TASK DESCRIPTION: Examine each line of the data. Copy the line if it includes the word "rasterisation".

[Stored data entries]

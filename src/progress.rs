//! Progress-callback trait for per-page extraction events.
//!
//! Inject an [`Arc<dyn ExtractionProgressCallback>`] via
//! [`crate::config::ExtractionConfigBuilder::progress_callback`] to receive
//! events as the pipeline works through the document. The CLI uses this to
//! drive its progress bar.
//!
//! # Example
//!
//! Collect the pages a person should re-read by hand:
//!
//! ```rust
//! use contract_ocr::{ExtractionConfig, ExtractionProgressCallback};
//! use std::sync::{Arc, Mutex};
//!
//! #[derive(Default)]
//! struct ReviewQueue(Mutex<Vec<usize>>);
//!
//! impl ExtractionProgressCallback for ReviewQueue {
//!     fn on_page_error(&self, page_num: usize, _total_pages: usize, _error: &str) {
//!         if let Ok(mut pages) = self.0.lock() {
//!             pages.push(page_num);
//!         }
//!     }
//! }
//!
//! let queue = Arc::new(ReviewQueue::default());
//! let config = ExtractionConfig::builder()
//!     .progress_callback(queue.clone())
//!     .build()
//!     .unwrap();
//! # drop(config);
//! ```

use std::sync::Arc;

/// Called by the extraction pipeline as it processes each page.
///
/// All methods have default no-op implementations so callers only override
/// what they care about.
///
/// # Thread safety
///
/// With [`crate::Concurrency::Pooled`], `on_page_start`, `on_page_complete`
/// and `on_page_error` may fire for several pages at once and out of page
/// order. Protect shared state with `Mutex` or atomics.
pub trait ExtractionProgressCallback: Send + Sync {
    /// Called once the page count is known, before any page is extracted.
    fn on_extraction_start(&self, total_pages: usize) {
        let _ = total_pages;
    }

    /// Called when work on a rendered page begins.
    ///
    /// `page_num` is 1-indexed.
    fn on_page_start(&self, page_num: usize, total_pages: usize) {
        let _ = (page_num, total_pages);
    }

    /// Called when a page produced text (possibly empty for a blank page).
    ///
    /// # Arguments
    /// * `page_num`   : 1-indexed page number
    /// * `total_pages`: total pages
    /// * `text_len`   : byte length of the cleaned page text
    fn on_page_complete(&self, page_num: usize, total_pages: usize, text_len: usize) {
        let _ = (page_num, total_pages, text_len);
    }

    /// Called when a page failed to render, or its extractor calls failed
    /// after all retries.
    fn on_page_error(&self, page_num: usize, total_pages: usize, error: &str) {
        let _ = (page_num, total_pages, error);
    }

    /// Called once after every page has been attempted.
    ///
    /// `success_count` counts pages without a [`crate::PageError`].
    fn on_extraction_complete(&self, total_pages: usize, success_count: usize) {
        let _ = (total_pages, success_count);
    }
}

/// A no-op implementation, used when no callback is configured.
pub struct NoopProgressCallback;

impl ExtractionProgressCallback for NoopProgressCallback {}

/// Alias matching the type stored in [`crate::config::ExtractionConfig`].
pub type ProgressCallback = Arc<dyn ExtractionProgressCallback>;

#[cfg(test)]
mod tests {
    use super::*;
    use std::sync::Mutex;

    /// Remembers which pages failed, with the message shown to the user.
    #[derive(Default)]
    struct FailedPages(Mutex<Vec<(usize, String)>>);

    impl ExtractionProgressCallback for FailedPages {
        fn on_page_error(&self, page_num: usize, _total_pages: usize, error: &str) {
            self.0.lock().unwrap().push((page_num, error.to_string()));
        }
    }

    #[test]
    fn noop_callback_does_not_panic() {
        let cb = NoopProgressCallback;
        cb.on_extraction_start(5);
        cb.on_page_start(1, 5);
        cb.on_page_complete(1, 5, 42);
        cb.on_page_error(2, 5, "some error");
        cb.on_extraction_complete(5, 4);
    }

    #[test]
    fn overriding_one_method_keeps_the_other_defaults() {
        let failed = FailedPages::default();
        let cb: &dyn ExtractionProgressCallback = &failed;

        cb.on_extraction_start(4);
        cb.on_page_start(3, 4);
        cb.on_page_error(3, 4, "call timed out after 60s");
        cb.on_page_complete(1, 4, 812);
        cb.on_page_error(2, 4, "rasterisation failed");
        cb.on_extraction_complete(4, 2);

        let recorded = failed.0.lock().unwrap().clone();
        assert_eq!(
            recorded,
            vec![
                (3, "call timed out after 60s".to_string()),
                (2, "rasterisation failed".to_string()),
            ]
        );
    }
}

ANSWER BOX:
        cb.on_page_error(2, 4, "rasterisation failed");
                (2, "rasterisation failed".to_string()),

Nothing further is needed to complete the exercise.